Depuis, Daubigny a élargi sa manière, a varié ses effets et ses motifs et a su garder jusqu’à sa mort son charme pénétrant. Il s’est complu aux berges de l’Oise, aux vergers embaumés de fleurs ou chargés de fruits, à l’herbe grasse qui doit être succulente pour les bestiaux, aux chemins creux où pénètrent dans l’ombre les dernières clartés du crépuscule, aux nuits de lune où des nuages pommelés moutonnent, troupeau céleste, sur des parcs à moutons. J’ai eu l’occasion de bien connaître Daubigny, à Marlotte, en 1857. Je m’attendris lorsque je songe à ces jours de jeunesse où nous mêlâmes nos cris d’ivresse devant les splendeurs naturelles... Un généreux soleil nous souriait à tous deux ; il avait fécondé notre récolte. La première exposition des Champs-Elysées venait de fermer ses portes ; nous y avions eu, lui, de superbes paysages de Normandie, et moi, la Bénédiction des Blés.
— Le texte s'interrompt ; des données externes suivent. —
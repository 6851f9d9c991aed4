//! Embedding provider trait shared by ingestion and semantic retrieval

use async_trait::async_trait;

use crate::error::Result;

/// Trait for turning text into dense vectors
///
/// The same model must be used at ingestion and at query time, otherwise
/// similarities are meaningless.
#[async_trait]
pub trait EmbeddingProvider: Send + Sync {
    /// Embed a single text
    async fn embed(&self, text: &str) -> Result<Vec<f32>>;

    /// Embed several texts, preserving order
    async fn embed_batch(&self, texts: &[String]) -> Result<Vec<Vec<f32>>> {
        let mut embeddings = Vec::with_capacity(texts.len());
        for text in texts {
            embeddings.push(self.embed(text).await?);
        }
        Ok(embeddings)
    }

    /// Vector length (768 for nomic-embed-text)
    fn dimensions(&self) -> usize;

    async fn health_check(&self) -> Result<bool>;

    fn name(&self) -> &str;
}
Où est ce palais qui abrita nos chères espérances ? où es-tu, toi, mon cher Daubigny ? Te souviens-tu, ami, aux hautes régions où tu planes, de ces études que nous fîmes ensemble à Montigny-sur-le-Loing ? Comme les prairies exhalaient la tendresse ! Dans quel doux rayonnement le soleil s’inclinait, derrière l’église et les masures dégringolant la pente qui tombe dans la rivière ! Te souviens-tu de ces oiseaux qui poussaient, dans l’épaisseur des joncs et des roseaux, leur note fraîche et passionnée comme celle de ta peinture ?

Mais je m’aperçois que Daubigny m’a entraîné trop loin, ce qui m’arrivera encore avec d’autres personnalités, car il est impossible de suivre, tout le temps et pas à pas, une route absolument régulière. Je reviens aux premiers temps de la seconde République.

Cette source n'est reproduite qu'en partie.